▸ **Activity**
Among the records below, find each line that includes the string "RetryNotice" and copy it.

▸ **Data listing**
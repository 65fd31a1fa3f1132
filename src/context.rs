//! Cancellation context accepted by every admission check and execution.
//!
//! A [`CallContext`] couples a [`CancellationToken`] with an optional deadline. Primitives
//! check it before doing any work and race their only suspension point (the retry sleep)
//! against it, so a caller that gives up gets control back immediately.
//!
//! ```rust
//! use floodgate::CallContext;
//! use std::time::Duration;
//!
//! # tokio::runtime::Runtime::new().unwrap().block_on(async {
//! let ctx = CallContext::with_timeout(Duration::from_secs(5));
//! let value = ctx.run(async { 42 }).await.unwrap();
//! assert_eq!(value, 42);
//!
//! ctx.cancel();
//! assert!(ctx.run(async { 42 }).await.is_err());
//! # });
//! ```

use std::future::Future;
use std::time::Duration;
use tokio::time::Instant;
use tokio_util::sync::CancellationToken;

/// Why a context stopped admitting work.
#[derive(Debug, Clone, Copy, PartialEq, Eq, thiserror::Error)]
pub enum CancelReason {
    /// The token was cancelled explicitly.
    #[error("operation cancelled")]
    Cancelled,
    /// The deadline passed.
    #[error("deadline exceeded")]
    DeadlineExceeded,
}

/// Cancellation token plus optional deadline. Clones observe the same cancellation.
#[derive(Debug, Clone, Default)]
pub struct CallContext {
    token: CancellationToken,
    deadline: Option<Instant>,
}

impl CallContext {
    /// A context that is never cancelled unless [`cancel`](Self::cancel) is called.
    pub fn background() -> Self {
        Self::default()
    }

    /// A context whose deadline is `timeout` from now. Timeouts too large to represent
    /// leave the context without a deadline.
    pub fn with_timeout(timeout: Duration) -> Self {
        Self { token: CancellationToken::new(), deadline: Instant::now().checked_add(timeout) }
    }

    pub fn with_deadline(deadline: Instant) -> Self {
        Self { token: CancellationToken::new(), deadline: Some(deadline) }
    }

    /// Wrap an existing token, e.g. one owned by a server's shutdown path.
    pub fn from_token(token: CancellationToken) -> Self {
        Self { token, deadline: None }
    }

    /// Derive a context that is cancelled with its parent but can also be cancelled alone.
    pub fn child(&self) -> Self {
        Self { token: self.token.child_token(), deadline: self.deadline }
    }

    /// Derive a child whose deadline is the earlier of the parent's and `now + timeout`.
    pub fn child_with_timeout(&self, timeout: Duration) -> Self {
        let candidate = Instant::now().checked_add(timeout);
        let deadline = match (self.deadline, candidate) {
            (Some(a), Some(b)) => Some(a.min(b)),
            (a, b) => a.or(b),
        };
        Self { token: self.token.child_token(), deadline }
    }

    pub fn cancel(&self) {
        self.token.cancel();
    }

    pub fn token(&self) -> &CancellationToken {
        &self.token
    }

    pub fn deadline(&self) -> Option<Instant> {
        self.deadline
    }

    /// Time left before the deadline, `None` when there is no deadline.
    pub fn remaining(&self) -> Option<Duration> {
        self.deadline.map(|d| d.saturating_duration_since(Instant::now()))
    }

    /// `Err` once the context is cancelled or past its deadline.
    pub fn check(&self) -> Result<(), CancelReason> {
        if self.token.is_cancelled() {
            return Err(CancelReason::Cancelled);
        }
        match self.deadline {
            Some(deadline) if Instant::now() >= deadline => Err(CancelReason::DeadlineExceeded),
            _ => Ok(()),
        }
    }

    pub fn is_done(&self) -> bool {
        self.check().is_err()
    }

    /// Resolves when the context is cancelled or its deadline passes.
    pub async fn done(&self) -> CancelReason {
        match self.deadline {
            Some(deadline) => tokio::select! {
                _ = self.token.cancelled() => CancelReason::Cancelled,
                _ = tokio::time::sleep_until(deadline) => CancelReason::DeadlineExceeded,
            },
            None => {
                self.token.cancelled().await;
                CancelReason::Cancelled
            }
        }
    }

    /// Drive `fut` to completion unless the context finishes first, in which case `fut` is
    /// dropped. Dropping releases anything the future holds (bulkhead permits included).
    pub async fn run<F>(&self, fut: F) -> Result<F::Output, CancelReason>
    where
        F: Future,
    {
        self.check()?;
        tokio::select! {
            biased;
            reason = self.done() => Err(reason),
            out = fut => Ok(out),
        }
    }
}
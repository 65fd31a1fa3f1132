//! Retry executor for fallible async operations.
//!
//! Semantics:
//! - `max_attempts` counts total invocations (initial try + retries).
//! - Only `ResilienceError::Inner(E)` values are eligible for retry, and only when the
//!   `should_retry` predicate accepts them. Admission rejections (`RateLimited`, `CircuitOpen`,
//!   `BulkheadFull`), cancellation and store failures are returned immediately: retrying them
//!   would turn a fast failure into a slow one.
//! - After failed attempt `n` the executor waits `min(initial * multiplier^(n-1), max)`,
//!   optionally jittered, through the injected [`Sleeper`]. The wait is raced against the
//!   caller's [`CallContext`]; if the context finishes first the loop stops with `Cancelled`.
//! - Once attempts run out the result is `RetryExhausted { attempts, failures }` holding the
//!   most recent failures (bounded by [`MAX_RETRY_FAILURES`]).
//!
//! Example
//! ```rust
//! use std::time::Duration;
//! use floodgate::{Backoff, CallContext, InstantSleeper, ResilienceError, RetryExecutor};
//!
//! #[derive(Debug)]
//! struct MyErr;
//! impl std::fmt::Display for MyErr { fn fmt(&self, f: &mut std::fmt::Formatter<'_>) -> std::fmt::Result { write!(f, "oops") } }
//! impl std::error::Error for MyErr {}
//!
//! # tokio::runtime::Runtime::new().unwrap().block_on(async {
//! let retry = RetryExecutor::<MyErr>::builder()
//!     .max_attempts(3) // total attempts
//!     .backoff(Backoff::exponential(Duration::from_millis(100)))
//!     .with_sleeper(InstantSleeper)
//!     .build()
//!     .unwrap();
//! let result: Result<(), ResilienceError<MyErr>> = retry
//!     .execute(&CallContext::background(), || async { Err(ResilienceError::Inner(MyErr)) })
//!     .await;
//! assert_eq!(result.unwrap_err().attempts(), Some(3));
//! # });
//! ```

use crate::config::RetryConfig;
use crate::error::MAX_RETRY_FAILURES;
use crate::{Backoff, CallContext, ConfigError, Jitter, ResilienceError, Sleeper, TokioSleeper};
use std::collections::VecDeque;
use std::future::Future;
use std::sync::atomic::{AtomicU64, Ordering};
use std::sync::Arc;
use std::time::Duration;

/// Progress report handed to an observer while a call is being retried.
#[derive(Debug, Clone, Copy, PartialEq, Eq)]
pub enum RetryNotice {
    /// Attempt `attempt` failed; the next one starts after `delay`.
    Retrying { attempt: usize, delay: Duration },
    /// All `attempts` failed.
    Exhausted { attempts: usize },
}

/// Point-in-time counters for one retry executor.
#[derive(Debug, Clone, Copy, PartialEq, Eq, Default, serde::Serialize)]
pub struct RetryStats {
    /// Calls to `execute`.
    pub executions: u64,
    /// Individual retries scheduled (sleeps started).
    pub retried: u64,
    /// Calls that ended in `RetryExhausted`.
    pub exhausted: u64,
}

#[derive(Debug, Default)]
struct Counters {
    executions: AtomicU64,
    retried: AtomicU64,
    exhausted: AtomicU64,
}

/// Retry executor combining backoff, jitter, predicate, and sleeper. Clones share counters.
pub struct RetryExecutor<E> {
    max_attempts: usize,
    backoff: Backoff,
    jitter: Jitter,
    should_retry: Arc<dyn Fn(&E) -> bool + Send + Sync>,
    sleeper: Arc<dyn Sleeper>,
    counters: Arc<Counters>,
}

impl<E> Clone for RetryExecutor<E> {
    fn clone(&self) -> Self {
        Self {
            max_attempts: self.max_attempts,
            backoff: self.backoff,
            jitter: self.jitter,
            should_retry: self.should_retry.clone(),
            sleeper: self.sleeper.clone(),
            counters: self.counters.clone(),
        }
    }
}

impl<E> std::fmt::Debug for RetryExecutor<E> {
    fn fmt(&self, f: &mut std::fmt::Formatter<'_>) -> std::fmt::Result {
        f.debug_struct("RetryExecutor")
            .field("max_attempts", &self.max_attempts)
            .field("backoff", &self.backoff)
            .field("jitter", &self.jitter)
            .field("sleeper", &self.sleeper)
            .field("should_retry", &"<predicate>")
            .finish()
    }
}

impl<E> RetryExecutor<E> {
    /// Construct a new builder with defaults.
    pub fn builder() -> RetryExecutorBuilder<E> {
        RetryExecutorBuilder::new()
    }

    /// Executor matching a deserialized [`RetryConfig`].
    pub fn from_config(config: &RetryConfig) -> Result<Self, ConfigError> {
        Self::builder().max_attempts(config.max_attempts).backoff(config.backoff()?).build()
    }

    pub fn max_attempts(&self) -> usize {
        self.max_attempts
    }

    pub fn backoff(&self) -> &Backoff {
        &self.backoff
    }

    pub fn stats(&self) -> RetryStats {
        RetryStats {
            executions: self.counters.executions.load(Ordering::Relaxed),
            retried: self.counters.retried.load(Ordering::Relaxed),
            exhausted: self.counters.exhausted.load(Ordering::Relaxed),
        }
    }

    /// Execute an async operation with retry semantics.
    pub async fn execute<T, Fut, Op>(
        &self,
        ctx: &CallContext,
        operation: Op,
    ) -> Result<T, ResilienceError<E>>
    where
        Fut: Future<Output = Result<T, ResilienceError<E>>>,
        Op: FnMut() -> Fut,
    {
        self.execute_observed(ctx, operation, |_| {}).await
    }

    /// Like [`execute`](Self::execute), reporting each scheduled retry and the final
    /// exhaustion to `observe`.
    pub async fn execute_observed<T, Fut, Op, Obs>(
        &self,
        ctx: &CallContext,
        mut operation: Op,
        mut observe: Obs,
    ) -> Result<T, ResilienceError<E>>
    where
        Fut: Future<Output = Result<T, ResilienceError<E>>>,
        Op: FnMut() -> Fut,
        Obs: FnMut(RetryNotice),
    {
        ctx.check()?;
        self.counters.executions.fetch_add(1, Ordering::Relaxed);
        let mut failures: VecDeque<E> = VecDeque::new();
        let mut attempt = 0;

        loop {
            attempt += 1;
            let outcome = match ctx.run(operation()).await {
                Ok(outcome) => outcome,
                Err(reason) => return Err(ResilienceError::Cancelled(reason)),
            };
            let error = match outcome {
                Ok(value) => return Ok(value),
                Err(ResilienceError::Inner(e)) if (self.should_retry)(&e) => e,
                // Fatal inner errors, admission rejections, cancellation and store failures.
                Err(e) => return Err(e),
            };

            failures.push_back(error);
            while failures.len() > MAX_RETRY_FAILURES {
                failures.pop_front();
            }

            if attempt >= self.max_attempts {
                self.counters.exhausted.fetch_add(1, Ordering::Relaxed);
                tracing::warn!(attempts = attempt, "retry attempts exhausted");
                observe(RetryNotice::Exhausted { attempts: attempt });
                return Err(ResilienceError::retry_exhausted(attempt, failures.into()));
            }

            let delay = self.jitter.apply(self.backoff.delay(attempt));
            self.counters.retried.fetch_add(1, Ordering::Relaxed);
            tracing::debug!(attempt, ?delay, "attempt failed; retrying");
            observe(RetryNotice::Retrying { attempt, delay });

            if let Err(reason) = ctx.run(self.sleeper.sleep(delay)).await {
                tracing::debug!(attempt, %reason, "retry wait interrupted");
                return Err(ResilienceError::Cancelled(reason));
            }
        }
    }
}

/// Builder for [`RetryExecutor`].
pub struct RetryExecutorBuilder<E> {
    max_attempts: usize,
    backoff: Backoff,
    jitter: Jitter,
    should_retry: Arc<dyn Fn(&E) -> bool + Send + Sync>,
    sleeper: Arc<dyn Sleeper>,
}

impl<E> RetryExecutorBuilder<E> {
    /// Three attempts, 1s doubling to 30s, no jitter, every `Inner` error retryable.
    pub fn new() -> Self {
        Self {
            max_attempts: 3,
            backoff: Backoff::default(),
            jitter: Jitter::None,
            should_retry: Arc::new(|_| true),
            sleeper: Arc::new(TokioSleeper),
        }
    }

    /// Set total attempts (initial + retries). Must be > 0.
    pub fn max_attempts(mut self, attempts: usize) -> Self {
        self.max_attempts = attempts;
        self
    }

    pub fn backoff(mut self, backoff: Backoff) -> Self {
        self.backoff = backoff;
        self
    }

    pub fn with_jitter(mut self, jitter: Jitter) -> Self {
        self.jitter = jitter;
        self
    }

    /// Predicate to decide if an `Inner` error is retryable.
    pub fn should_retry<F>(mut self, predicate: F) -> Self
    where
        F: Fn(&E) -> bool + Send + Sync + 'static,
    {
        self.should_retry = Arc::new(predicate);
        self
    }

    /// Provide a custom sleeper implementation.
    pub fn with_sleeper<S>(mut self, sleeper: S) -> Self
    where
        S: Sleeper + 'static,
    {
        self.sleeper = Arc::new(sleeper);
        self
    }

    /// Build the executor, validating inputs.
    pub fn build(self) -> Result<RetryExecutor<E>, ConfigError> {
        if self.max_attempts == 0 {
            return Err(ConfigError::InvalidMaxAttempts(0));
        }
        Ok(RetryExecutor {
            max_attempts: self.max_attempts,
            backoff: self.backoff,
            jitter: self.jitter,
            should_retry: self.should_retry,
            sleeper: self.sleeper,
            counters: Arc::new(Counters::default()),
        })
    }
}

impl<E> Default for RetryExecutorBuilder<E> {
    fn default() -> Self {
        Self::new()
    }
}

* * *

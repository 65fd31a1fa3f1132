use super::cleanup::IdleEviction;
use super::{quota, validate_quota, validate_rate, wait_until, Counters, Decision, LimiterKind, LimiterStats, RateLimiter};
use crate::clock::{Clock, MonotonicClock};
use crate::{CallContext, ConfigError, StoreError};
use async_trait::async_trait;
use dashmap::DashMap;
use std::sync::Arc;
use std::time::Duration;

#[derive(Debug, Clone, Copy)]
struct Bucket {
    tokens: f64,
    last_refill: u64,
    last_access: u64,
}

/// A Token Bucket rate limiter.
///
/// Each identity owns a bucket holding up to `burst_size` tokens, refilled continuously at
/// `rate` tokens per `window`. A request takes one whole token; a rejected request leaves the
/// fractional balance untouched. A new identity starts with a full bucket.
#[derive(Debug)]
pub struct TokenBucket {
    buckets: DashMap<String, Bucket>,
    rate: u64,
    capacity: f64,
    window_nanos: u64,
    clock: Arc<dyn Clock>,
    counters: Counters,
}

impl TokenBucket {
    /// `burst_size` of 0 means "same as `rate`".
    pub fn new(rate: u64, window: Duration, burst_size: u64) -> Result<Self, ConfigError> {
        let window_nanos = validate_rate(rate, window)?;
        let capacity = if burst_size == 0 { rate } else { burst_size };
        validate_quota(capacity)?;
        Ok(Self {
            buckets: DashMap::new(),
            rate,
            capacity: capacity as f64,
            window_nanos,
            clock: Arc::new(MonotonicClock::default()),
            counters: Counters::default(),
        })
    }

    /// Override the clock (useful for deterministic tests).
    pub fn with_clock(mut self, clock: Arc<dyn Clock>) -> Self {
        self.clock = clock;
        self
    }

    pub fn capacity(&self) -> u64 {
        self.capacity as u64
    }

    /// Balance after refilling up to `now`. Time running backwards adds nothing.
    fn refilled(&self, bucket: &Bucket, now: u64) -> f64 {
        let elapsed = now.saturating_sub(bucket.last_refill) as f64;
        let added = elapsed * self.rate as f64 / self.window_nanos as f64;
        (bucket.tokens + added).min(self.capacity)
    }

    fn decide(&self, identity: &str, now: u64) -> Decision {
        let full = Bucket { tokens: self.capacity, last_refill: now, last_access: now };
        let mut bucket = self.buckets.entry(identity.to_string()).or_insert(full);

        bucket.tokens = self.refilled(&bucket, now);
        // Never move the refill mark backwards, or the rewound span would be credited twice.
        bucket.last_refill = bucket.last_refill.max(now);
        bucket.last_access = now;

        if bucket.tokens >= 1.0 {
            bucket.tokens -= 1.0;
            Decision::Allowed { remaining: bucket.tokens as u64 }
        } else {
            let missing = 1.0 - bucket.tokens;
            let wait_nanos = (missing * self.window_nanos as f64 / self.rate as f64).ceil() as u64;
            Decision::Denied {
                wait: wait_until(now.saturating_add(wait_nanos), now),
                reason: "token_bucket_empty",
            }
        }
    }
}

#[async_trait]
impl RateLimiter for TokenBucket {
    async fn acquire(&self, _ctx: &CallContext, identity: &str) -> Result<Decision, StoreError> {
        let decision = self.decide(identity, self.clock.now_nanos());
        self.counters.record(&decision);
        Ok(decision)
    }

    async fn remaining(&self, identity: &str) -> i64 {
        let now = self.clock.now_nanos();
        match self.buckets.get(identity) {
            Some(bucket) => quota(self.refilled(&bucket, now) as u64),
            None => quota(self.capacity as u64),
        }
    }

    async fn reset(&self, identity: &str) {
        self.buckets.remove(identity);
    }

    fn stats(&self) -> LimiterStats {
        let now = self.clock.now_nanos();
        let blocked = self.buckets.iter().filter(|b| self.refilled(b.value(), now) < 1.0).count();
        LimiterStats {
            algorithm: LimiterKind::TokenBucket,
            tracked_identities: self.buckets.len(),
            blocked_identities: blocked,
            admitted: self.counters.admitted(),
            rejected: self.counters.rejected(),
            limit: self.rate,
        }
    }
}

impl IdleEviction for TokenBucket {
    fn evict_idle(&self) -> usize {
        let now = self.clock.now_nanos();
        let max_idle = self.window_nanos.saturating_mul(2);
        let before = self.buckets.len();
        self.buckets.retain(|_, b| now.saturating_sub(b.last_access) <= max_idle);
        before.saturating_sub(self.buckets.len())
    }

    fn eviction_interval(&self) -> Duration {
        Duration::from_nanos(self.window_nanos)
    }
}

--

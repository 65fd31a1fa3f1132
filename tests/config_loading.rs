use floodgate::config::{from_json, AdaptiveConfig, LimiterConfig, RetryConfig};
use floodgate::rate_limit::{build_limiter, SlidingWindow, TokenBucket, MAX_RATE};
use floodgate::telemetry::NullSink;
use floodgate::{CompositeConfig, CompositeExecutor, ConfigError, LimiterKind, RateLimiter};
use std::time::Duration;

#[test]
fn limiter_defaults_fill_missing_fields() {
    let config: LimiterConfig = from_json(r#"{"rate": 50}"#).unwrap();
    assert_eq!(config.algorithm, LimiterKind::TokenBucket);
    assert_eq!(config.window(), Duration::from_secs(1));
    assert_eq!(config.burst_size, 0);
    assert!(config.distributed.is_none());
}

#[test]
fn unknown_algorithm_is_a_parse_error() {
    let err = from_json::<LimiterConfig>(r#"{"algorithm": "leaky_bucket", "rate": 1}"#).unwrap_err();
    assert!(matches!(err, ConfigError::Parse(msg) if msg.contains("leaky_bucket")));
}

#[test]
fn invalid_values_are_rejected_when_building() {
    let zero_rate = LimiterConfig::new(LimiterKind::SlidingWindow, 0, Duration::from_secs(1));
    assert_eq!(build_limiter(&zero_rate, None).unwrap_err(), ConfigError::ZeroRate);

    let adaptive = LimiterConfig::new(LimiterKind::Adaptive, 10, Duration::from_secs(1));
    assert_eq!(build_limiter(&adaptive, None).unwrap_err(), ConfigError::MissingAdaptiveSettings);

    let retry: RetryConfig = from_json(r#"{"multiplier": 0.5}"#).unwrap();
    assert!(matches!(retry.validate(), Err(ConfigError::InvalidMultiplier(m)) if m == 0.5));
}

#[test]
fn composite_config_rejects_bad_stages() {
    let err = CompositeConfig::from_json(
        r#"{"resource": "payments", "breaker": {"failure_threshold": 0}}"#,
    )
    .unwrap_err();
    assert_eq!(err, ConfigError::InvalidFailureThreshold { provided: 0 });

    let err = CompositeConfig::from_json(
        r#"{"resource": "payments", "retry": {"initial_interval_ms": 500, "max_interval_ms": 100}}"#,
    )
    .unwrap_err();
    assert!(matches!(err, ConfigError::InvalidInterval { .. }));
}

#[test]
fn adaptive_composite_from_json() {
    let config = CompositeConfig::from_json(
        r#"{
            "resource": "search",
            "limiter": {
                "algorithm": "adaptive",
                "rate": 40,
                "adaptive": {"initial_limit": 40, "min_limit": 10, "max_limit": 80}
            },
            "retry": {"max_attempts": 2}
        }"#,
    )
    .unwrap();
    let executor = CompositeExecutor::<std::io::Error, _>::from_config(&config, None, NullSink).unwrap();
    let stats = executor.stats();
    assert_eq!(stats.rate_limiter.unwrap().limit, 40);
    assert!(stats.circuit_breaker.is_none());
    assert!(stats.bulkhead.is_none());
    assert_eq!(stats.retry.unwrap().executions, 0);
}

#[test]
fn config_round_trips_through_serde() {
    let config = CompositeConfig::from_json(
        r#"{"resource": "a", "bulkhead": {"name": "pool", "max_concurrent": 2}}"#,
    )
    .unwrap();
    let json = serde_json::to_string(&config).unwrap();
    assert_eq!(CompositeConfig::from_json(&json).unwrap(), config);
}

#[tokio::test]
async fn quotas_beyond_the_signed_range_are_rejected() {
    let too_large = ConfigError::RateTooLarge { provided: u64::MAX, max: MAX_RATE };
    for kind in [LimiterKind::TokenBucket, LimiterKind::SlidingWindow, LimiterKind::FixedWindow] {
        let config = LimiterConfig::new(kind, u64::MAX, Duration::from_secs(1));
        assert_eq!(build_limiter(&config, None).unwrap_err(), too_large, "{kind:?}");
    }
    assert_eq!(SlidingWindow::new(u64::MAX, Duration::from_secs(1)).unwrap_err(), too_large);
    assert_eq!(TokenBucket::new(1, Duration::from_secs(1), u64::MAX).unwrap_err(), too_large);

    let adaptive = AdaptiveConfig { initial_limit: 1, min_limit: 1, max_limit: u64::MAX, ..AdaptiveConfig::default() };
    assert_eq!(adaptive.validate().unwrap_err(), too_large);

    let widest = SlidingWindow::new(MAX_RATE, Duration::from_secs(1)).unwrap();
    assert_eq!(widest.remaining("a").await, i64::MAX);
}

▸ **Exercise output**
pub enum RetryNotice {
        Obs: FnMut(RetryNotice),
                observe(RetryNotice::Exhausted { attempts: attempt });
            observe(RetryNotice::Retrying { attempt, delay });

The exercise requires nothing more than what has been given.